La tercera para el tricolor. Gremio de Porto Alegre esperó más de 20 años para volver a alzar la Copa Libertadores y añadirla a la vitrina en la que guarda los trofeos de 1983 y 1995. La espera mereció la pena porque el cielo estrellado que contemplaba a los campeones brasileños era argentino. Esa, la de imponerse en territorio del gran país rival de la América futbolística, es una satisfacción impagable. Del mismo modo, la pena para el equipo local, Lanús, es inconsolable. El defensa José Luis Gómez, que tiene solo 24 años de edad, que es internacional con la albiceleste, piensa en dejar el fútbol. Cometió un error fatal que abrió el camino del triunfo visitante (1-2 en el marcador final) y se le está cayendo el mundo encima. Pero el triunfo de Gremio tiene muchas otras explicaciones.

Lanús debía remontar el 1-0 que los de Renato Gaúcho habían logrado en Brasil. Para ello contaban con el aliento de su grada en La Fortaleza y el recuerdo de las remontadas logradas en las rondas anteriores ante San Lorenzo y River Plate. Tal vez no contaban con el descaro de Gremio.

Los brasileños se hicieron con el balón desde el inicio, comandados por Arthur, el futbolista por el que el Barcelona ha enviado a Robert Fernández a Brasil. Y cuando no lo tenían, lo robaban. Al pobre Gómez le birló la pelota Fernandinho en el centro del campo. El brasileño se escapó como una centella, corrió media cancha sin que nadie lo alcanzase y batió de manera inapelable a Andrada. Su chutazo resonó como una bofetada.
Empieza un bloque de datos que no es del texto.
//! Voice Live WebSocket message types.
//!
//! This module defines the command and event types exchanged with the Azure
//! Voice Live realtime API. All messages are JSON-encoded and sent over
//! WebSocket.
//!
//! # Protocol Overview
//!
//! Commands (sent to the service):
//! - session.update - Push session configuration
//! - input_audio_buffer.append - Append base64 audio to the input buffer
//! - conversation.item.create - Add an item (tool output, MCP approval)
//! - response.create - Ask the model to generate a new response
//!
//! Events (received from the service):
//! - session.created / session.updated - Session lifecycle
//! - input_audio_buffer.speech_started - User started talking (barge-in)
//! - response.audio.delta - Agent audio chunk
//! - response.audio_transcript.done - Agent transcript complete
//! - conversation.item.input_audio_transcription.completed - User transcript
//! - conversation.item.created - New conversation item (function call, MCP)
//! - response.function_call_arguments.done - Tool arguments complete
//! - response.done / response.output_item.done - Response lifecycle
//! - mcp_list_tools.completed / mcp_list_tools.failed - MCP tool discovery
//! - response.mcp_call.in_progress / completed / failed - MCP call lifecycle
//! - error - Service-side error

use base64::prelude::*;
use serde::{Deserialize, Serialize};

// =============================================================================
// Session Configuration
// =============================================================================

/// Session configuration pushed via `session.update`.
#[derive(Debug, Clone, Serialize, Deserialize)]
pub struct SessionConfig {
    /// Response modalities (text, audio)
    #[serde(skip_serializing_if = "Option::is_none")]
    pub modalities: Option<Vec<String>>,

    /// System instructions for the assistant
    #[serde(skip_serializing_if = "Option::is_none")]
    pub instructions: Option<String>,

    /// Voice for audio output
    #[serde(skip_serializing_if = "Option::is_none")]
    pub voice: Option<VoiceConfig>,

    /// Input audio format
    #[serde(skip_serializing_if = "Option::is_none")]
    pub input_audio_format: Option<String>,

    /// Output audio format
    #[serde(skip_serializing_if = "Option::is_none")]
    pub output_audio_format: Option<String>,

    /// Input audio transcription configuration
    #[serde(skip_serializing_if = "Option::is_none")]
    pub input_audio_transcription: Option<InputAudioTranscription>,

    /// Turn detection configuration
    #[serde(skip_serializing_if = "Option::is_none")]
    pub turn_detection: Option<TurnDetection>,

    /// Advertised tools: local functions plus MCP servers
    #[serde(skip_serializing_if = "Option::is_none")]
    pub tools: Option<Vec<SessionTool>>,

    /// Tool choice strategy
    #[serde(skip_serializing_if = "Option::is_none")]
    pub tool_choice: Option<String>,
}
Entonces fue el turno de Luan, el media punta cuyo nombre va a copar portadas de la prensa europea durante el mercado de invierno. Con los granate desesperados, su zaga adelantada casi hasta campo rival, cada recuperación de Gremio era una oportunidad para la fantasía del atacante de 24 años. Refrendó su candidatura como jugador americano del año haciendo un nudo a los centrales argentinos. El narrador de Fox ya cantaba el gol antes de que Luan definiese con una vaselina de súperclase para atar el encuentro y el título.

A Lanús le quedaba medio partido para hacer lo que no pudo en partido y medio. Encontró por fin en la segunda parte las vías hacia Pepe Sand y Lautaro Acosta, pero aun así debía superar un último obstáculo, el del portero portoalegrense Marcelo Grohe, único jugador capaz de opositar al MVP del torneo que finalmente fue para Luan. Grohe, que ya había sido fundamental en el encuentro de ida, solo cedió ante un penalti. Lo anotó Sand en el minuto 74. En el 83 Gremio se quedó con diez futbolistas por expulsión de Ramiro Benetti. Pero ya daba igual. Eran minutos demasiado tardíos para que algo cambiase.

La hinchada de La Fortaleza aplaudió el esfuerzo del equipo local, mientras los aficionados de River, agraviados por su derrota en semifinales, acudían a las redes a mofarse de Lanús. Tal vez no repararon en que Gremio de Porto Alegre ya tiene tantas Libertadores como los millonarios. Y en que Brasil se acerca a Argentina en esa rivalidad que nunca cesa, con 18 títulos para equipos del primer país, y 24 (siete de ellos de Independiente de Avellaneda) para los del segundo.